Friends and family with gang ties in Fili's Glendale neighborhood were always in the periphery of his world, offering temptation. Did Fili want to accompany them to make a beer run at a convenience store? Did Fili want to go to a party where drugs were readily available?
For Fili, an ongoing choice has defined his young life — to join the gang his uncle helped build into a criminal enterprise or to take the path of a life outside violence.
"I probably could be the next big gangster out there," said Fili, now 22. "I could use my uncle's reputation. He started it, and now, I'm next."
"But gang life is easy to do. Pulling out a gun and shooting somebody? Anyone can do that. It's so hard for someone to go to school and stay focused."
The latter road for Fili hasn't come without speed bumps.
Uncle Miles • Fili was in elementary school the first time he saw his uncle, Maile "Miles" Kinikini, shackled in handcuffs and dressed in a jail jumpsuit in a Salt Lake City courtroom.
Just a child, Fili didn't understand why his mom and aunt dabbed away tears as a bailiff led Kinikini away.
Kinikini, who calls himself one of TCG's "original gangsters" in Salt Lake City, also remembers his young nephew watching his every move. Now, 37, he regrets the example he set.
Kinikini discovered TCG in the mid-1980s when as a 9-year-old, Latino kids in his west side neighborhood picked on him as he walked to school. He let an older group of Polynesian boys beat him up in exchange for protection, and in the ritual, known as being "jumped in," Kinikini found comrades with whom he'd carry out drive-by shootings and sell drugs to earn money.
Kinikini, who went by the moniker of "Mr. C" — the "C" standing for both "criminal" and "Crip" — moved up the ranks of the gang to become a shot caller. He brought Utah's escalating gang problem to the forefront when on July 23, 1992, he opened fire on rival gang members in the middle of State Street, near crowds of people staking out spots for the next day's Days of '47 Parade.
TCG had killed three members of a rival Samoan gang and the rival gang wanted revenge. That showdown led to the State Street incident in which Kinikini shot his .357 pistol into the vehicles of his rivals.
Two passengers were wounded, but no one died, Kinikini said. Drunk after downing a fifth of Black Velvet whiskey and high on acid when he fired, the crime landed Kinikini behind bars.
That's when he found religion.
"The boys I was running with, I'd take a bullet for. When I was locked up, none of them came to visit me," Kinikini said. "I know it sounds like a cliche, but I picked up the Book of Mormon. Finally, the pieces started to fall in."

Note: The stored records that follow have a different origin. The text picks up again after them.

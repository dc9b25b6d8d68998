// src/lib.rs

//! # Window Limiter
//!
//! A sliding window rate limiter with exact per-timestamp admission counting.
//!
//! The limiter records the timestamp of every admitted request and answers
//! each new request against the trailing window ending at that request's own
//! arrival time. This is a genuine sliding window, not a fixed-bucket
//! counter: the window moves with every call, so a burst can never sneak
//! through by straddling a bucket boundary.
//!
//! ## Quick Example
//!
//! ```rust
//! use window_limiter::{SystemClock, WindowLimiter, WindowLimiterConfig};
//! use std::time::Duration;
//!
//! let config = WindowLimiterConfig::new(100, Duration::from_secs(1));
//! let limiter = WindowLimiter::with_config(config, SystemClock::new()).unwrap();
//!
//! if limiter.try_admit() {
//!     println!("Request allowed");
//! } else {
//!     println!("Rate limited");
//! }
//! ```
//!
//! ## Per-Client Limiting
//!
//! ```rust
//! use window_limiter::{KeyedWindowLimiter, SystemClock, WindowLimiterConfig};
//! use std::time::Duration;
//!
//! let config = WindowLimiterConfig::single(Duration::from_millis(500));
//! let limiter: KeyedWindowLimiter<String> =
//!     KeyedWindowLimiter::with_config(config, SystemClock::new()).unwrap();
//!
//! assert!(limiter.try_admit("user_123".to_string()));
//! assert!(limiter.try_admit("user_456".to_string()));
//! assert!(!limiter.try_admit("user_123".to_string()));
//! ```

// private modules
mod clock;
mod config;
mod errors;
mod keyed;
mod window_limiter;

// public API exports
pub use clock::{Clock, SystemClock};
pub use config::WindowLimiterConfig;
pub use errors::WindowLimiterError;
pub use keyed::KeyedWindowLimiter;
pub use window_limiter::WindowLimiter;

After his release, he served a mission for The Church of Jesus Christ of Latter-day Saints in Northern California in 1994. He said at that point he left TCG, avoiding repercussions — such as getting killed for doing so — because of his high rank as a gang leader. Kinikini married and celebrated the birth of his first child.
He returned to Glendale and started telling youth to avoid gangs, in particular Fili and his other nephews. He ordered TCG members to stay away from Fili, a command that had credence because of Kinikini's street credibility, he said.
But the gang's pull drew Kinikini back into crime on Oct.17, 1998. That day Kinikini's aunt told him members of another gang had shot a car in front of her house, barely missed a baby inside.
Kinikini tracked down the perpetrators then firebombed their home, burning it to the ground with gasoline-filled plastic milk jugs.
An arson conviction earned him another year in jail.
"I let the community down," Kinikini said. "I was every parent's savior (for telling their kids not to join gangs). Then I turned around and blew up the house."
Opportunities away from Glendale • Fili watched the dramatic events in his uncle's life unfold as TCG started playing a growing role in his own daily routine.
As Fili grew older, pieces of the dark part of his family's history became more clear. As a third-grader in Glendale, Fili noticed scribbling around school for Latino gangs like "SUR 13" and "QVO." Unsure of the significance, Fili started writing gang graffiti on his notebooks to fit in. Copying the Latino kids didn't last long.
"You'd go into the bathroom stalls and you'd see QVO this and that. I started writing down some of that stuff," said Fili. "One day someone told me, 'That's a Mexican gang.' You've got to write TCG."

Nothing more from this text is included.